NetJet was derived from the ExpressO Java Server designed and developed by Charles T. ("Chuck") Russell the founder of Innovative Desktop Inc. a Delaware corporation acquired by Peak Technologies in June, 1996. ExpressO was the first widely distributed, commercially available java application server.

NetJet features provided better response time and enhanced download speeds for web browsers by performing work in the background. NetJet drew interest from the World Wide Web community in December 1996 when CNET magazine wrote: "Web accelerators--one of the hottest tools on the Internet--are supposed to make life easier for Net surfers, but they are causing some headaches for Web site operators." At that time link prefetching was causing a number of HTTP requests to be delivered to each website the browser visited. While this increased browsing speed for the user it did cause web server traffic to be magnified, much to the concern of website administrators.
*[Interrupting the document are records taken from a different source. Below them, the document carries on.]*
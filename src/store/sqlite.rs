//! SQLite 持久化（sqlx）
//!
//! 表：sessions / messages / user_preferences / user_profiles。
//! 偏好强化用单条 `INSERT .. ON CONFLICT DO UPDATE`，保证并发查询下也是原子的。

use std::path::Path;

use async_trait::async_trait;
use sqlx::sqlite::{SqlitePool, SqlitePoolOptions};
use sqlx::Row;

use super::{MessageRecord, Reinforcement, Store};
use crate::core::StoreError;
use crate::memory::{Message, Role, UserPreference};
use crate::prompt::UserProfile;

pub struct SqliteStore {
    pool: SqlitePool,
}

impl SqliteStore {
    /// 连接数据库并建表，url 形如 `sqlite:steward.db?mode=rwc`
    pub async fn connect(url: &str, max_connections: u32) -> Result<Self, StoreError> {
        let pool = SqlitePoolOptions::new()
            .max_connections(max_connections)
            .connect(url)
            .await?;
        let store = Self { pool };
        store.init_tables().await?;
        Ok(store)
    }

    /// 以文件路径打开（不存在则创建）
    pub async fn open(db_path: impl AsRef<Path>) -> Result<Self, StoreError> {
        let url = format!("sqlite:{}?mode=rwc", db_path.as_ref().display());
        Self::connect(&url, 5).await
    }

    pub fn from_pool(pool: SqlitePool) -> Self {
        Self { pool }
    }

    pub fn pool(&self) -> &SqlitePool {
        &self.pool
    }

    pub async fn init_tables(&self) -> Result<(), StoreError> {
        sqlx::query(
            "CREATE TABLE IF NOT EXISTS sessions (
                id TEXT PRIMARY KEY,
                created_at TEXT NOT NULL
            )",
        )
        .execute(&self.pool)
        .await?;

        sqlx::query(
            "CREATE TABLE IF NOT EXISTS messages (
                id INTEGER PRIMARY KEY AUTOINCREMENT,
                session_id TEXT NOT NULL,
                role TEXT NOT NULL,
                content TEXT NOT NULL,
                model_used TEXT,
                tokens_used INTEGER NOT NULL DEFAULT 0,
                plan_json TEXT,
                tool_calls TEXT,
                sources TEXT,
                job_id TEXT,
                job_status TEXT,
                created_at TEXT NOT NULL,
                FOREIGN KEY (session_id) REFERENCES sessions(id) ON DELETE CASCADE
            )",
        )
        .execute(&self.pool)
        .await?;

        sqlx::query("CREATE INDEX IF NOT EXISTS idx_messages_session ON messages(session_id)")
            .execute(&self.pool)
            .await?;

        sqlx::query(
            "CREATE TABLE IF NOT EXISTS user_preferences (
                user_id TEXT NOT NULL,
                preference_key TEXT NOT NULL,
                preference_value TEXT NOT NULL,
                confidence_score REAL NOT NULL,
                updated_at TEXT NOT NULL,
                PRIMARY KEY (user_id, preference_key)
            )",
        )
        .execute(&self.pool)
        .await?;

        sqlx::query(
            "CREATE TABLE IF NOT EXISTS user_profiles (
                user_id TEXT PRIMARY KEY,
                profile_json TEXT NOT NULL
            )",
        )
        .execute(&self.pool)
        .await?;

        Ok(())
    }

    /// 写入用户资料（资料本身由外部系统维护，这里仅供运行与测试时填充）
    pub async fn put_profile(&self, user_id: &str, profile: &UserProfile) -> Result<(), StoreError> {
        let json = serde_json::to_string(profile)?;
        sqlx::query(
            "INSERT INTO user_profiles (user_id, profile_json) VALUES (?, ?)
             ON CONFLICT(user_id) DO UPDATE SET profile_json = excluded.profile_json",
        )
        .bind(user_id)
        .bind(json)
        .execute(&self.pool)
        .await?;
        Ok(())
    }
}

#[async_trait]
impl Store for SqliteStore {
    async fn load_history(&self, session_id: &str, limit: usize) -> Result<Vec<Message>, StoreError> {
        let rows = sqlx::query(
            "SELECT role, content FROM messages WHERE session_id = ? ORDER BY id DESC LIMIT ?",
        )
        .bind(session_id)
        .bind(limit as i64)
        .fetch_all(&self.pool)
        .await?;

        let mut messages = rows
            .iter()
            .map(|row| -> Result<Message, sqlx::Error> {
                let role: String = row.try_get("role")?;
                let content: String = row.try_get("content")?;
                Ok(Message {
                    role: Role::parse(&role),
                    content,
                })
            })
            .collect::<Result<Vec<_>, sqlx::Error>>()?;
        messages.reverse();
        Ok(messages)
    }

    async fn save_message(&self, record: &MessageRecord) -> Result<(), StoreError> {
        let Some(session_id) = record.session_id.as_deref() else {
            return Ok(());
        };
        let now = chrono::Utc::now().to_rfc3339();

        sqlx::query("INSERT OR IGNORE INTO sessions (id, created_at) VALUES (?, ?)")
            .bind(session_id)
            .bind(&now)
            .execute(&self.pool)
            .await?;

        sqlx::query(
            "INSERT INTO messages (session_id, role, content, model_used, tokens_used, plan_json,
                tool_calls, sources, job_id, job_status, created_at)
             VALUES (?, ?, ?, ?, ?, ?, ?, ?, ?, ?, ?)",
        )
        .bind(session_id)
        .bind(record.role.as_str())
        .bind(&record.content)
        .bind(&record.model_used)
        .bind(record.tokens_used as i64)
        .bind(&record.plan_json)
        .bind(&record.tool_calls)
        .bind(&record.sources)
        .bind(&record.job_id)
        .bind(&record.job_status)
        .bind(&now)
        .execute(&self.pool)
        .await?;

        Ok(())
    }

    async fn load_preferences(&self, user_id: &str) -> Result<Vec<UserPreference>, StoreError> {
        let rows = sqlx::query(
            "SELECT user_id, preference_key, preference_value, confidence_score
             FROM user_preferences WHERE user_id = ? ORDER BY preference_key",
        )
        .bind(user_id)
        .fetch_all(&self.pool)
        .await?;

        let prefs = rows
            .iter()
            .map(|row| -> Result<UserPreference, sqlx::Error> {
                Ok(UserPreference {
                    user_id: row.try_get("user_id")?,
                    preference_key: row.try_get("preference_key")?,
                    preference_value: row.try_get("preference_value")?,
                    confidence_score: row.try_get("confidence_score")?,
                })
            })
            .collect::<Result<Vec<_>, sqlx::Error>>()?;
        Ok(prefs)
    }

    async fn reinforce_preference(
        &self,
        user_id: &str,
        key: &str,
        value: &str,
        reinforcement: Reinforcement,
    ) -> Result<f64, StoreError> {
        let now = chrono::Utc::now().to_rfc3339();
        let row = sqlx::query(
            "INSERT INTO user_preferences
                (user_id, preference_key, preference_value, confidence_score, updated_at)
             VALUES (?, ?, ?, ?, ?)
             ON CONFLICT(user_id, preference_key) DO UPDATE SET
                preference_value = excluded.preference_value,
                confidence_score = MIN(user_preferences.confidence_score + ?, 1.0),
                updated_at = excluded.updated_at
             RETURNING confidence_score",
        )
        .bind(user_id)
        .bind(key)
        .bind(value)
        .bind(reinforcement.initial)
        .bind(&now)
        .bind(reinforcement.increment)
        .fetch_one(&self.pool)
        .await?;

        Ok(row.try_get("confidence_score")?)
    }

    async fn load_profile(&self, user_id: &str) -> Result<Option<UserProfile>, StoreError> {
        let row = sqlx::query("SELECT profile_json FROM user_profiles WHERE user_id = ?")
            .bind(user_id)
            .fetch_optional(&self.pool)
            .await?;
        match row {
            Some(row) => {
                let json: String = row.try_get("profile_json")?;
                Ok(Some(serde_json::from_str(&json)?))
            }
            None => Ok(None),
        }
    }
}

#[cfg(test)]
mod tests {
    use super::*;

    async fn temp_store() -> (tempfile::TempDir, SqliteStore) {
        let dir = tempfile::tempdir().unwrap();
        let store = SqliteStore::open(dir.path().join("steward.db")).await.unwrap();
        (dir, store)
    }

    #[tokio::test]
    async fn test_message_roundtrip_and_history_order() {
        let (_dir, store) = temp_store().await;
        let mut record = MessageRecord::new(Some("s1"), Role::User, "first");
        store.save_message(&record).await.unwrap();
        record.role = Role::Assistant;
        record.content = "second".into();
        record.plan_json = Some("{\"steps\":[]}".into());
        store.save_message(&record).await.unwrap();

        let history = store.load_history("s1", 10).await.unwrap();
        assert_eq!(history.len(), 2);
        assert_eq!(history[0], Message::user("first"));
        assert_eq!(history[1], Message::assistant("second"));
        assert!(store.load_history("other", 10).await.unwrap().is_empty());
    }

    #[tokio::test]
    async fn test_save_without_session_is_noop() {
        let (_dir, store) = temp_store().await;
        store
            .save_message(&MessageRecord::new(None, Role::User, "lost"))
            .await
            .unwrap();
        let row = sqlx::query("SELECT COUNT(*) AS n FROM messages")
            .fetch_one(store.pool())
            .await
            .unwrap();
        let n: i64 = row.try_get("n").unwrap();
        assert_eq!(n, 0);
    }

    #[tokio::test]
    async fn test_reinforce_inserts_then_caps() {
        let (_dir, store) = temp_store().await;
        let r = Reinforcement {
            initial: 0.6,
            increment: 0.1,
        };
        let first = store
            .reinforce_preference("1", "frequent_tool_search", "2", r)
            .await
            .unwrap();
        assert!((first - 0.6).abs() < 1e-9);

        let mut last = first;
        for _ in 0..10 {
            last = store
                .reinforce_preference("1", "frequent_tool_search", "3", r)
                .await
                .unwrap();
        }
        assert!(last <= 1.0);
        assert!((last - 1.0).abs() < 1e-9);

        let prefs = store.load_preferences("1").await.unwrap();
        assert_eq!(prefs.len(), 1);
        assert_eq!(prefs[0].preference_value, "3");
    }

    #[tokio::test]
    async fn test_profile_roundtrip() {
        let (_dir, store) = temp_store().await;
        assert!(store.load_profile("1").await.unwrap().is_none());
        let profile = UserProfile {
            name: Some("Dana".into()),
            use_personalization: true,
            ..UserProfile::default()
        };
        store.put_profile("1", &profile).await.unwrap();
        assert_eq!(store.load_profile("1").await.unwrap(), Some(profile));
    }
}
NetJet paved the way for commercial Java technologies and may be considered notable because of the following:
1. It was the first commercially available, shrink wrapped application written for the Java platform.
2. It was the first software product updated over the air via the internet.
3. It provided the first look ahead technologies to enable link prefetching.
4. It contained intelligent caching algorithms ensuring frequently visited content was fresh and up-to-date.
5. The product was the first software product to provide web update features allowing NetJet updates to be automatically downloaded online and applied to the product without user intervention.
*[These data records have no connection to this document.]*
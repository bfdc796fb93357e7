//! Mock LLM 客户端（用于测试，无需 API）
//!
//! 按顺序返回预置回复；可模拟失败、延迟与流中途断开 / 卡住，并记录每次收到的请求。
//! 队列为空时回显最后一条用户消息。

use std::collections::VecDeque;
use std::sync::Mutex;
use std::time::Duration;

use async_trait::async_trait;
use futures_util::{stream, StreamExt};

use crate::core::LlmError;
use crate::llm::{Completion, CompletionRequest, CompletionStream, LlmClient, StreamChunk, Usage};
use crate::memory::Role;

#[derive(Debug, Clone)]
enum MockReply {
    Text(String),
    Fail(String),
    Delayed(Duration, String),
    /// 先输出部分文本，再以流错误结束
    Broken(String, String),
    /// 先输出部分文本，之后不再产出
    Stalled(String),
}

pub struct MockLlmClient {
    model: String,
    replies: Mutex<VecDeque<MockReply>>,
    requests: Mutex<Vec<CompletionRequest>>,
    usage: Option<Usage>,
}

impl Default for MockLlmClient {
    fn default() -> Self {
        Self::new("mock")
    }
}

impl MockLlmClient {
    pub fn new(model: impl Into<String>) -> Self {
        Self {
            model: model.into(),
            replies: Mutex::new(VecDeque::new()),
            requests: Mutex::new(Vec::new()),
            usage: None,
        }
    }

    pub fn reply(self, text: impl Into<String>) -> Self {
        self.push(MockReply::Text(text.into()))
    }

    pub fn fail(self, message: impl Into<String>) -> Self {
        self.push(MockReply::Fail(message.into()))
    }

    pub fn reply_after(self, delay: Duration, text: impl Into<String>) -> Self {
        self.push(MockReply::Delayed(delay, text.into()))
    }

    pub fn fail_mid_stream(self, partial: impl Into<String>, message: impl Into<String>) -> Self {
        self.push(MockReply::Broken(partial.into(), message.into()))
    }

    pub fn stall_mid_stream(self, partial: impl Into<String>) -> Self {
        self.push(MockReply::Stalled(partial.into()))
    }

    /// 每次调用报告的用量
    pub fn with_usage(mut self, input_tokens: u64, output_tokens: u64) -> Self {
        self.usage = Some(Usage {
            input_tokens,
            output_tokens,
        });
        self
    }

    pub fn requests(&self) -> Vec<CompletionRequest> {
        self.requests.lock().map(|r| r.clone()).unwrap_or_default()
    }

    pub fn call_count(&self) -> usize {
        self.requests.lock().map(|r| r.len()).unwrap_or(0)
    }

    fn push(self, reply: MockReply) -> Self {
        if let Ok(mut q) = self.replies.lock() {
            q.push_back(reply);
        }
        self
    }

    /// 取下一条回复；Fail 直接转为错误，Delayed 等待后转为 Text
    async fn next_reply(&self, request: &CompletionRequest) -> Result<MockReply, LlmError> {
        if let Ok(mut r) = self.requests.lock() {
            r.push(request.clone());
        }
        let reply = self.replies.lock().ok().and_then(|mut q| q.pop_front());
        match reply {
            Some(MockReply::Fail(m)) => Err(LlmError::Api(m)),
            Some(MockReply::Delayed(d, t)) => {
                tokio::time::sleep(d).await;
                Ok(MockReply::Text(t))
            }
            Some(other) => Ok(other),
            None => {
                let last_user = request
                    .messages
                    .iter()
                    .rev()
                    .find(|m| m.role == Role::User)
                    .map(|m| m.content.as_str())
                    .unwrap_or("(no input)");
                Ok(MockReply::Text(format!("Echo from Mock: {last_user}")))
            }
        }
    }
}

/// 按空白切分并保留空白，模拟逐 token 输出
fn split_chunks(text: &str) -> Vec<String> {
    let mut chunks = Vec::new();
    let mut current = String::new();
    for c in text.chars() {
        current.push(c);
        if c.is_whitespace() {
            chunks.push(std::mem::take(&mut current));
        }
    }
    if !current.is_empty() {
        chunks.push(current);
    }
    chunks
}

#[async_trait]
impl LlmClient for MockLlmClient {
    fn model(&self) -> &str {
        &self.model
    }

    async fn complete(&self, request: &CompletionRequest) -> Result<Completion, LlmError> {
        let content = match self.next_reply(request).await? {
            MockReply::Broken(_, message) => return Err(LlmError::Stream(message)),
            MockReply::Stalled(_) => return std::future::pending().await,
            MockReply::Text(t) | MockReply::Delayed(_, t) | MockReply::Fail(t) => t,
        };
        Ok(Completion {
            content,
            usage: self.usage,
            model: self.model.clone(),
        })
    }

    async fn complete_stream(&self, request: &CompletionRequest) -> Result<CompletionStream, LlmError> {
        let text = |content: &str| -> Vec<Result<StreamChunk, LlmError>> {
            split_chunks(content)
                .into_iter()
                .map(|c| Ok(StreamChunk::Text(c)))
                .collect()
        };
        match self.next_reply(request).await? {
            MockReply::Broken(partial, message) => {
                let mut chunks = text(&partial);
                chunks.push(Err(LlmError::Stream(message)));
                Ok(Box::pin(stream::iter(chunks)))
            }
            MockReply::Stalled(partial) => Ok(Box::pin(stream::iter(text(&partial)).chain(stream::pending()))),
            MockReply::Text(content) | MockReply::Delayed(_, content) | MockReply::Fail(content) => {
                let mut chunks = text(&content);
                if let Some(usage) = self.usage {
                    chunks.push(Ok(StreamChunk::Usage(usage)));
                }
                Ok(Box::pin(stream::iter(chunks)))
            }
        }
    }
}

#[cfg(test)]
mod tests {
    use super::*;
    use crate::memory::Message;

    #[tokio::test]
    async fn test_scripted_replies_in_order() {
        let mock = MockLlmClient::new("m").reply("one").fail("down");
        let req = CompletionRequest::new("sys", vec![Message::user("hi")]);
        assert_eq!(mock.complete(&req).await.unwrap().content, "one");
        assert!(mock.complete(&req).await.is_err());
        assert_eq!(
            mock.complete(&req).await.unwrap().content,
            "Echo from Mock: hi"
        );
        assert_eq!(mock.call_count(), 3);
        assert_eq!(mock.requests()[0].system, "sys");
    }

    #[tokio::test]
    async fn test_broken_stream_yields_partial_then_error() {
        let mock = MockLlmClient::new("m").fail_mid_stream("half an ", "connection reset");
        let req = CompletionRequest::new("sys", vec![Message::user("hi")]);
        let items: Vec<_> = mock.complete_stream(&req).await.unwrap().collect().await;
        assert_eq!(items.len(), 3);
        assert_eq!(items[0].as_ref().unwrap(), &StreamChunk::Text("half ".into()));
        assert!(matches!(&items[2], Err(LlmError::Stream(m)) if m == "connection reset"));
    }

    #[test]
    fn test_split_chunks_roundtrip() {
        let text = "Found 3 clients.\nDone";
        assert_eq!(split_chunks(text).concat(), text);
        assert_eq!(split_chunks(text).len(), 4);
    }
}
The product acted as a client-side caching web proxy and was compatible with most web browsers. All fetched content was cached and updated within background threads based upon user's browsing habits. The 'smart cache' used several algorithmic tricks to ensure that content users browsed regularly was updated and fresh. This behavior sped up browsing, much of which was done through dial-up modem at speeds of 56 KBS.

Peak Technologies changed the name of the product from NetJet to PeakJet in 1997 after settling a trademark dispute with NetJet inc. (www.netjets.com).

PeakSoft's website was shut down in 2002-2003.